Jim Perrin receiving 'Kekoo Naoroji Book Award for
Himalayan Literature' from Rishad Naoroji

Adi Godrej congratulating Jim Perrin for his
award winning book 'Shipton and Tilman'

Marko Prezelj

The onus of giving the Kaivan Mistry Memorial Lecture was upon Marko and he rose to the occasion splendidly, providing an overview of his expeditions, accompanied by breath taking photographs. On day two, he covered a different and very motivational area. A mentor to young climbers in Slovenia, Marko used his experiences to not just talk about mentoring and expeditions cast in that genre but also look into the media filled lives of today's young people, wondering how much that affected a proper understanding of the outdoors.

Harish Kapadia with Brig Ashok Abbey

Other lectures included a talk by veteran mountaineer and explorer, Harish Kapadia, (who incidentally, was conferred the title of Editor Emeritus, of the Himalayan Journal) about the Chaukan Pass on the India-Myanmar border. He mixed the narrative of his recent visit to the pass with its history, including the forgotten story of a fantastic rescue, during the WWII years. During the inauguration, Harish Kapadia, now the Editor Emeritus of the Himalayan Journal was presented with a specially created memento.

There were two talks on first ascents in the Himalaya - Divyesh Muni from the Mumbai chapter of the Himalayan Club spoke on the first ascent of Chamshen (7017 m), a peak located in the Eastern Karakoram. The ascent involved a maiden approach from west crossing the Sakang col to North Shukpa Kungchang glacier before the climbers were ready to climb the peak. The expedition faced an accident but the situation was brought under control by air-evacuation of the injured member.

Vineeta & Divyesh Muni with Brig Ashok Abbey

Pradeep Sahoo

Pradeep Sahoo of the Club's Kolkata chapter described the first ascent of Plateau Peak (7300 m). The peak, located in the famous Saser Kangri group of mountains, was not climbed even after many determined attempts by various expeditions. The Himalayan Club team found a route through the threatening seracs just below the top and reached the summit, thus creating history.

Jerzy Porebski's film on the Polish mountaineer, Jerzy Kukuczka was also screened. The film, a documentary covering interviews of Kukuczka's family and friends was a study of the man, up close, exciting for all those curious about the culture of climbing in the golden age.

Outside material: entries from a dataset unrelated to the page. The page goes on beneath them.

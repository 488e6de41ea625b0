//! Runtime configuration from environment variables.
//!
//! | Variable | Default | Meaning |
//! |----------|---------|---------|
//! | `TOWER_SEED` | clock-derived | RNG seed (color offset, spawn sides) |
//! | `TOWER_TICK_MS` | 16 | Fixed timestep, `1..=1000` |
//! | `TOWER_EVENT_LOG` | unset | JSONL event log path |
//! | `TOWER_LOG_FILE` | unset | Diagnostic log path (`RUST_LOG` filters it) |

use std::path::PathBuf;
use std::time::{SystemTime, UNIX_EPOCH};

use log::warn;
use thiserror::Error;

use crate::types::TICK_MS;

pub const ENV_SEED: &str = "TOWER_SEED";
pub const ENV_TICK_MS: &str = "TOWER_TICK_MS";
pub const ENV_EVENT_LOG: &str = "TOWER_EVENT_LOG";
pub const ENV_LOG_FILE: &str = "TOWER_LOG_FILE";

const TICK_MS_MIN: u32 = 1;
const TICK_MS_MAX: u32 = 1000;

#[derive(Debug, Clone, PartialEq, Eq, Error)]
pub enum ConfigError {
    #[error("{var} must be an unsigned integer, got {value:?}")]
    InvalidNumber { var: &'static str, value: String },
    #[error("{var} must be within {min}..={max}, got {value}")]
    OutOfRange {
        var: &'static str,
        value: u32,
        min: u32,
        max: u32,
    },
}

impl ConfigError {
    pub fn code(&self) -> &'static str {
        match self {
            ConfigError::InvalidNumber { .. } => "invalid_number",
            ConfigError::OutOfRange { .. } => "out_of_range",
        }
    }
}

#[derive(Debug, Clone, PartialEq, Eq)]
pub struct Config {
    pub seed: u32,
    pub tick_ms: u32,
    pub event_log: Option<PathBuf>,
    pub log_file: Option<PathBuf>,
}

impl Default for Config {
    fn default() -> Self {
        Self {
            seed: seed_from_clock(),
            tick_ms: TICK_MS,
            event_log: None,
            log_file: None,
        }
    }
}

impl Config {
    /// Read the environment, falling back to defaults on bad values.
    pub fn from_env() -> Self {
        Self::from_lookup(|name| std::env::var(name).ok())
    }

    /// Like [`Config::from_env`] with a custom variable source.
    pub fn from_lookup(lookup: impl Fn(&str) -> Option<String>) -> Self {
        let mut config = Self::default();

        match parse_u32(&lookup, ENV_SEED) {
            Ok(Some(seed)) => config.seed = seed,
            Ok(None) => {}
            Err(e) => warn!("{e} ({}); using a clock-derived seed", e.code()),
        }

        match parse_tick_ms(&lookup) {
            Ok(Some(tick_ms)) => config.tick_ms = tick_ms,
            Ok(None) => {}
            Err(e) => warn!("{e} ({}); using {TICK_MS}ms", e.code()),
        }

        config.event_log = parse_path(&lookup, ENV_EVENT_LOG);
        config.log_file = parse_path(&lookup, ENV_LOG_FILE);
        config
    }
}

fn parse_u32(
    lookup: &impl Fn(&str) -> Option<String>,
    var: &'static str,
) -> Result<Option<u32>, ConfigError> {
    let Some(raw) = lookup(var) else {
        return Ok(None);
    };
    let trimmed = raw.trim();
    if trimmed.is_empty() {
        return Ok(None);
    }
    trimmed
        .parse()
        .map(Some)
        .map_err(|_| ConfigError::InvalidNumber {
            var,
            value: raw.clone(),
        })
}

fn parse_tick_ms(lookup: &impl Fn(&str) -> Option<String>) -> Result<Option<u32>, ConfigError> {
    match parse_u32(lookup, ENV_TICK_MS)? {
        Some(v) if !(TICK_MS_MIN..=TICK_MS_MAX).contains(&v) => Err(ConfigError::OutOfRange {
            var: ENV_TICK_MS,
            value: v,
            min: TICK_MS_MIN,
            max: TICK_MS_MAX,
        }),
        other => Ok(other),
    }
}

fn parse_path(lookup: &impl Fn(&str) -> Option<String>, var: &str) -> Option<PathBuf> {
    lookup(var)
        .map(|s| s.trim().to_string())
        .and_then(|s| if s.is_empty() { None } else { Some(PathBuf::from(s)) })
}

fn seed_from_clock() -> u32 {
    SystemTime::now()
        .duration_since(UNIX_EPOCH)
        .map(|d| d.subsec_nanos() ^ d.as_secs() as u32)
        .unwrap_or(1)
}

#[cfg(test)]
mod tests {
    use super::*;
    use std::collections::HashMap;

    fn vars(pairs: &[(&str, &str)]) -> impl Fn(&str) -> Option<String> {
        let map: HashMap<String, String> = pairs
            .iter()
            .map(|(k, v)| (k.to_string(), v.to_string()))
            .collect();
        move |name| map.get(name).cloned()
    }

    #[test]
    fn empty_environment_gives_defaults() {
        let config = Config::from_lookup(vars(&[]));
        assert_eq!(config.tick_ms, TICK_MS);
        assert!(config.event_log.is_none());
        assert!(config.log_file.is_none());
    }

    #[test]
    fn values_are_parsed() {
        let config = Config::from_lookup(vars(&[
            (ENV_SEED, "42"),
            (ENV_TICK_MS, " 20 "),
            (ENV_EVENT_LOG, "/tmp/events.jsonl"),
            (ENV_LOG_FILE, "tower.log"),
        ]));
        assert_eq!(config.seed, 42);
        assert_eq!(config.tick_ms, 20);
        assert_eq!(config.event_log, Some(PathBuf::from("/tmp/events.jsonl")));
        assert_eq!(config.log_file, Some(PathBuf::from("tower.log")));
    }

    #[test]
    fn blank_paths_are_ignored() {
        let config = Config::from_lookup(vars(&[(ENV_EVENT_LOG, "   ")]));
        assert!(config.event_log.is_none());
    }

    #[test]
    fn bad_numbers_are_typed_errors() {
        let err = parse_u32(&vars(&[(ENV_SEED, "abc")]), ENV_SEED).unwrap_err();
        assert_eq!(err.code(), "invalid_number");

        let err = parse_tick_ms(&vars(&[(ENV_TICK_MS, "0")])).unwrap_err();
        assert_eq!(
            err,
            ConfigError::OutOfRange {
                var: ENV_TICK_MS,
                value: 0,
                min: 1,
                max: 1000
            }
        );
    }

    #[test]
    fn bad_numbers_fall_back_to_defaults() {
        let config = Config::from_lookup(vars(&[(ENV_SEED, "-1"), (ENV_TICK_MS, "5000")]));
        assert_eq!(config.tick_ms, TICK_MS);
    }
}
//! Tower module - the stack of committed blocks plus the block in flight

use crate::block::Block;
use crate::types::BlockState;

/// Committed blocks in index order, and the current (newest) block.
///
/// The base block is always present, so the tower is never empty.
#[derive(Debug, Clone)]
pub struct Tower {
    base: Block,
    placed: Vec<Block>,
    current: Option<Block>,
}

impl Tower {
    pub fn new(base: Block) -> Self {
        Self {
            base,
            placed: Vec::new(),
            current: None,
        }
    }

    pub fn base(&self) -> &Block {
        &self.base
    }

    /// Highest committed block; the target of the next placement.
    pub fn top(&self) -> &Block {
        self.placed.last().unwrap_or(&self.base)
    }

    /// Committed blocks, base first.
    pub fn blocks(&self) -> impl Iterator<Item = &Block> + '_ {
        std::iter::once(&self.base).chain(self.placed.iter())
    }

    /// Number of committed blocks, base included.
    pub fn len(&self) -> usize {
        1 + self.placed.len()
    }

    /// Block in flight (`Active`), or the block that just missed.
    pub fn current(&self) -> Option<&Block> {
        self.current.as_ref()
    }

    pub fn current_mut(&mut self) -> Option<&mut Block> {
        self.current.as_mut()
    }

    pub fn set_current(&mut self, block: Block) {
        self.current = Some(block);
    }

    pub fn take_current(&mut self) -> Option<Block> {
        self.current.take()
    }

    /// Whether the newest block was lost.
    pub fn has_missed(&self) -> bool {
        self.current
            .as_ref()
            .is_some_and(|b| b.state() == BlockState::Missed)
    }

    /// Append a committed block.
    pub fn push(&mut self, block: Block) {
        debug_assert_eq!(block.state(), BlockState::Stopped);
        debug_assert_eq!(block.index() as usize, self.len());
        self.placed.push(block);
    }

    /// Successfully placed blocks, base excluded.
    pub fn score(&self) -> u32 {
        self.placed.len() as u32
    }

    /// Drop everything except the base and return the removed blocks in
    /// index order.
    pub fn truncate_to_base(&mut self) -> Vec<Block> {
        self.current = None;
        std::mem::take(&mut self.placed)
    }

    /// Height the camera should follow: the upper face of the newest block.
    ///
    /// With no block in flight this is the top of the tower, which after a
    /// reset is the top of the base.
    pub fn camera_target(&self) -> f64 {
        let newest = self.current.as_ref().unwrap_or_else(|| self.top());
        newest.position().y + newest.dimension().height
    }
}
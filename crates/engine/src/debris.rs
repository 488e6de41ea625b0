//! Falling fragments cut off by placements.
//!
//! Each chopped slice drops away and slides outwards along the axis it was
//! cut on, then disappears. The field is a fixed-capacity ring so the per-tick
//! path never allocates.

use arrayvec::ArrayVec;

use crate::core::BoxGeometry;
use crate::types::{Axis, DEBRIS_DROP, DEBRIS_LIFETIME_MS, DEBRIS_SLIDE_FACTOR};

/// Upper bound on fragments in flight; the oldest is dropped when full.
pub const MAX_DEBRIS: usize = 32;

/// Ease-in quadratic on `t` in `[0, 1]`.
fn ease_in(t: f64) -> f64 {
    t * t
}

#[derive(Debug, Clone, Copy, PartialEq)]
pub struct Debris {
    origin: BoxGeometry,
    axis: Axis,
    /// Signed total slide along `axis`.
    slide: f64,
    age_ms: u32,
}

impl Debris {
    /// A fragment cut from `placed` along `axis` by a block moving at `direction`.
    pub fn new(chopped: BoxGeometry, placed: &BoxGeometry, axis: Axis, direction: f64) -> Self {
        let outward = if chopped.min(axis) > placed.min(axis) {
            1.0
        } else {
            -1.0
        };
        Self {
            origin: chopped,
            axis,
            slide: outward * DEBRIS_SLIDE_FACTOR * direction.abs(),
            age_ms: 0,
        }
    }

    pub fn expired(&self) -> bool {
        self.age_ms >= DEBRIS_LIFETIME_MS
    }

    /// Current geometry of the fragment.
    pub fn geometry(&self) -> BoxGeometry {
        let t = ease_in((self.age_ms as f64 / DEBRIS_LIFETIME_MS as f64).min(1.0));
        let mut g = self.origin;
        g.position.y -= DEBRIS_DROP * t;
        let along = g.position.get(self.axis) + self.slide * t;
        g.position.set(self.axis, along);
        g
    }
}

#[derive(Debug, Clone, Default)]
pub struct DebrisField {
    items: ArrayVec<Debris, MAX_DEBRIS>,
}

impl DebrisField {
    pub fn new() -> Self {
        Self::default()
    }

    pub fn spawn(&mut self, debris: Debris) {
        if self.items.is_full() {
            self.items.remove(0);
        }
        self.items.push(debris);
    }

    pub fn advance(&mut self, dt_ms: u32) {
        for d in self.items.iter_mut() {
            d.age_ms = d.age_ms.saturating_add(dt_ms);
        }
        self.items.retain(|d| !d.expired());
    }

    pub fn len(&self) -> usize {
        self.items.len()
    }

    pub fn is_empty(&self) -> bool {
        self.items.is_empty()
    }

    pub fn geometries(&self) -> impl Iterator<Item = BoxGeometry> + '_ {
        self.items.iter().map(Debris::geometry)
    }
}

#[cfg(test)]
mod tests {
    use super::*;
    use crate::types::{Dimension, Rgb, Vec3};

    fn slab(x: f64, width: f64) -> BoxGeometry {
        BoxGeometry {
            position: Vec3::new(x, 2.0, 0.0),
            dimension: Dimension::new(width, 2.0, 10.0),
            color: Rgb::new(200, 200, 200),
        }
    }

    #[test]
    fn fragment_falls_and_slides_outward() {
        let placed = slab(0.0, 6.0);
        let chopped = slab(6.0, 4.0);
        let mut d = Debris::new(chopped, &placed, Axis::X, -0.2);

        assert_eq!(d.geometry(), chopped);
        d.age_ms = DEBRIS_LIFETIME_MS;
        let g = d.geometry();
        assert!((g.position.y - (2.0 - DEBRIS_DROP)).abs() < 1e-9);
        assert!((g.position.x - (6.0 + DEBRIS_SLIDE_FACTOR * 0.2)).abs() < 1e-9);
        assert_eq!(g.dimension, chopped.dimension);
    }

    #[test]
    fn low_side_fragment_slides_negative() {
        let placed = slab(0.0, 6.0);
        let chopped = slab(-4.0, 4.0);
        let mut d = Debris::new(chopped, &placed, Axis::X, 0.2);
        d.age_ms = DEBRIS_LIFETIME_MS;
        assert!(d.geometry().position.x < -4.0);
    }

    #[test]
    fn field_expires_fragments() {
        let mut field = DebrisField::new();
        field.spawn(Debris::new(slab(6.0, 4.0), &slab(0.0, 6.0), Axis::X, 0.1));
        assert_eq!(field.len(), 1);

        field.advance(DEBRIS_LIFETIME_MS / 2);
        assert_eq!(field.len(), 1);
        field.advance(DEBRIS_LIFETIME_MS);
        assert!(field.is_empty());
    }

    #[test]
    fn field_drops_oldest_when_full() {
        let mut field = DebrisField::new();
        for i in 0..(MAX_DEBRIS + 3) {
            field.spawn(Debris::new(
                slab(6.0 + i as f64, 4.0),
                &slab(0.0, 6.0),
                Axis::X,
                0.1,
            ));
        }
        assert_eq!(field.len(), MAX_DEBRIS);
        let first = field.geometries().next().unwrap();
        assert_eq!(first.position.x, 9.0);
    }
}
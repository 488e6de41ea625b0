//! Block module - a single tier of the tower
//!
//! A block is an axis-aligned box anchored at its minimum corner. The newest
//! block swings along its working axis until the player commits it; every
//! block below it is frozen.

use serde::{Deserialize, Serialize};

use crate::types::*;

/// Renderable box: what collaborators need to draw a block or a fragment.
#[derive(Debug, Clone, Copy, PartialEq, Serialize, Deserialize)]
pub struct BoxGeometry {
    pub position: Vec3,
    pub dimension: Dimension,
    pub color: Rgb,
}

impl BoxGeometry {
    /// Lower edge along a horizontal axis.
    pub fn min(&self, axis: Axis) -> f64 {
        self.position.get(axis)
    }

    /// Upper edge along a horizontal axis.
    pub fn max(&self, axis: Axis) -> f64 {
        self.position.get(axis) + self.dimension.along(axis)
    }
}

/// Signed swing speed of the block at `index`.
///
/// The magnitude is `min(MAX_SPEED, BASE_SPEED + SPEED_STEP * index)`; blocks
/// start out travelling towards negative coordinates.
pub fn speed_for_index(index: u32) -> f64 {
    -(BASE_SPEED + SPEED_STEP * index as f64).min(MAX_SPEED)
}

/// Color of tier `index` in a tower seeded with `color_offset`.
///
/// Consecutive tiers step slowly around the hue circle, so the tower reads as
/// one continuous gradient.
pub fn tier_color(index: u32, color_offset: u32) -> Rgb {
    let offset = index.wrapping_add(color_offset) as f64;
    let channel = |phase: f64| ((0.3 * offset + phase).sin() * 55.0 + 200.0).round() as u8;
    Rgb::new(channel(0.0), channel(2.0), channel(4.0))
}

/// One tier of the tower, placed or in flight.
#[derive(Debug, Clone, PartialEq)]
pub struct Block {
    index: u32,
    dimension: Dimension,
    position: Vec3,
    color_offset: u32,
    state: BlockState,
    speed: f64,
    direction: f64,
}

impl Block {
    /// The foundation of a new tower. Always `Stopped`.
    pub fn base(color_offset: u32) -> Self {
        let speed = speed_for_index(0);
        Self {
            index: 0,
            dimension: Dimension::new(BASE_WIDTH, BLOCK_HEIGHT, BASE_DEPTH),
            position: Vec3::new(0.0, 0.0, 0.0),
            color_offset,
            state: BlockState::Stopped,
            speed,
            direction: speed,
        }
    }

    /// A new active block resting on `target`, inheriting its footprint.
    ///
    /// The block starts aligned with `target`; use [`Block::starting_at`] to
    /// move it to one end of its sweep.
    pub fn stacked_on(target: &Block) -> Self {
        let index = target.index + 1;
        let dimension = target.dimension;
        let speed = speed_for_index(index);
        Self {
            index,
            dimension,
            position: Vec3::new(
                target.position.x,
                dimension.height * index as f64,
                target.position.z,
            ),
            color_offset: target.color_offset,
            state: BlockState::Active,
            speed,
            direction: speed,
        }
    }

    /// Set the coordinate along the working axis.
    pub fn starting_at(mut self, value: f64) -> Self {
        let axis = self.axis();
        self.position.set(axis, value);
        self
    }

    pub fn index(&self) -> u32 {
        self.index
    }

    /// Working axis; derived from the index.
    pub fn axis(&self) -> Axis {
        Axis::for_index(self.index)
    }

    pub fn dimension(&self) -> Dimension {
        self.dimension
    }

    pub fn position(&self) -> Vec3 {
        self.position
    }

    pub fn color_offset(&self) -> u32 {
        self.color_offset
    }

    pub fn state(&self) -> BlockState {
        self.state
    }

    pub fn is_active(&self) -> bool {
        self.state == BlockState::Active
    }

    pub fn speed(&self) -> f64 {
        self.speed
    }

    pub fn direction(&self) -> f64 {
        self.direction
    }

    pub fn color(&self) -> Rgb {
        if self.index == 0 {
            BASE_COLOR
        } else {
            tier_color(self.index, self.color_offset)
        }
    }

    pub fn geometry(&self) -> BoxGeometry {
        BoxGeometry {
            position: self.position,
            dimension: self.dimension,
            color: self.color(),
        }
    }

    /// Advance the swing by one step. Frozen blocks ignore ticks.
    ///
    /// The direction reverses when the block sits on the sweep bound and is
    /// still heading outwards; the step itself is clamped to the bound so the
    /// working coordinate never leaves `[-MOVE_AMOUNT, MOVE_AMOUNT]`.
    pub fn tick(&mut self) {
        if self.state != BlockState::Active {
            return;
        }

        let axis = self.axis();
        let value = self.position.get(axis);
        if value.abs() >= MOVE_AMOUNT && value.signum() == self.direction.signum() {
            self.reverse_direction();
        }

        let next = (value + self.direction).clamp(-MOVE_AMOUNT, MOVE_AMOUNT);
        self.position.set(axis, next);
    }

    fn reverse_direction(&mut self) {
        self.direction = if self.direction > 0.0 {
            self.speed
        } else {
            self.speed.abs()
        };
    }

    pub(crate) fn set_state(&mut self, state: BlockState) {
        self.state = state;
    }

    /// Copy `target`'s horizontal footprint (x, z, width, depth).
    pub(crate) fn snap_footprint_to(&mut self, target: &Block) {
        self.position.x = target.position.x;
        self.position.z = target.position.z;
        self.dimension.width = target.dimension.width;
        self.dimension.depth = target.dimension.depth;
    }

    pub(crate) fn settle(&mut self, placed: &BoxGeometry) {
        self.position = placed.position;
        self.dimension = placed.dimension;
    }
}

#[cfg(test)]
mod tests {
    use super::*;

    fn first_block() -> Block {
        Block::stacked_on(&Block::base(0))
    }

    #[test]
    fn base_block_defaults() {
        let base = Block::base(17);
        assert_eq!(base.index(), 0);
        assert_eq!(base.state(), BlockState::Stopped);
        assert_eq!(base.dimension(), Dimension::new(10.0, 2.0, 10.0));
        assert_eq!(base.position(), Vec3::new(0.0, 0.0, 0.0));
        assert_eq!(base.color(), BASE_COLOR);
        assert_eq!(base.color_offset(), 17);
    }

    #[test]
    fn stacked_block_inherits_footprint_and_rises() {
        let base = Block::base(3);
        let b1 = Block::stacked_on(&base);
        assert_eq!(b1.index(), 1);
        assert_eq!(b1.axis(), Axis::X);
        assert_eq!(b1.state(), BlockState::Active);
        assert_eq!(b1.position().y, 2.0);
        assert_eq!(b1.dimension(), base.dimension());
        assert_eq!(b1.color_offset(), 3);

        let b2 = Block::stacked_on(&b1);
        assert_eq!(b2.axis(), Axis::Z);
        assert_eq!(b2.position().y, 4.0);
    }

    #[test]
    fn speed_grows_with_index_and_is_clamped() {
        assert!((speed_for_index(1) - -0.105).abs() < 1e-12);
        let mut prev = 0.0;
        for i in 0..2000 {
            let mag = speed_for_index(i).abs();
            assert!(mag >= prev);
            assert!(mag <= MAX_SPEED);
            prev = mag;
        }
        assert_eq!(speed_for_index(800).abs(), MAX_SPEED);
        assert_eq!(speed_for_index(10_000).abs(), MAX_SPEED);
    }

    #[test]
    fn new_block_moves_with_its_speed() {
        let b = first_block();
        assert_eq!(b.direction(), b.speed());
        assert!(b.direction() < 0.0);
    }

    #[test]
    fn tick_moves_along_working_axis_only() {
        let mut b = first_block().starting_at(0.0);
        b.tick();
        assert!((b.position().x - -0.105).abs() < 1e-12);
        assert_eq!(b.position().z, 0.0);
        assert_eq!(b.position().y, 2.0);
    }

    #[test]
    fn tick_stays_within_sweep_bound() {
        let mut b = first_block().starting_at(0.0);
        for _ in 0..200 {
            b.tick();
            let x = b.position().x;
            assert!((-MOVE_AMOUNT..=MOVE_AMOUNT).contains(&x), "x = {x}");
        }
    }

    #[test]
    fn direction_flips_at_the_bound() {
        let mut b = first_block().starting_at(-MOVE_AMOUNT);
        assert!(b.direction() < 0.0);
        b.tick();
        assert!(b.direction() > 0.0);
        assert!((b.position().x - (-MOVE_AMOUNT + 0.105)).abs() < 1e-12);

        let mut b = first_block().starting_at(MOVE_AMOUNT);
        b.tick();
        assert!(b.direction() < 0.0, "heading inward already, no flip");
        assert!(b.position().x < MOVE_AMOUNT);
    }

    #[test]
    fn direction_does_not_flip_inside_the_sweep() {
        let mut b = first_block().starting_at(5.0);
        for _ in 0..10 {
            b.tick();
            assert!(b.direction() < 0.0);
        }
    }

    #[test]
    fn long_sweep_visits_both_ends() {
        let mut b = first_block().starting_at(0.0);
        let mut flips = 0;
        let mut last = b.direction();
        for _ in 0..2000 {
            b.tick();
            if b.direction().signum() != last.signum() {
                flips += 1;
            }
            last = b.direction();
        }
        assert!(flips >= 4, "flips = {flips}");
    }

    #[test]
    fn stopped_block_ignores_ticks() {
        let mut base = Block::base(0);
        let before = base.position();
        base.tick();
        assert_eq!(base.position(), before);
    }

    #[test]
    fn tier_colors_stay_in_pastel_band() {
        for i in 1..200 {
            let c = tier_color(i, 42);
            for ch in [c.r, c.g, c.b] {
                assert!((145..=255).contains(&ch), "channel {ch}");
            }
        }
    }

    #[test]
    fn tier_color_depends_on_index_plus_offset() {
        assert_eq!(tier_color(5, 10), tier_color(10, 5));
        assert_eq!(tier_color(0, 0), Rgb::new(200, 250, 158));
    }
}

American mountaineer and film maker David Breashers, who was expected for the seminar couldn't make it due to last minute travel complications. But he was gracious enough to send two of his films titled 'GlacierWorks' and '2012 Everest Base Camp Exhibit'. These very impacting films focus on the alarming rate at which glacier systems in the Himalaya are receding. Climate change is a critical issue that must be faced as if these glaciers continue to disappear at this rate, the rivers supplying water to our subcontinent will disappear too.

The seminar was well attended by the lovers of the Himalaya.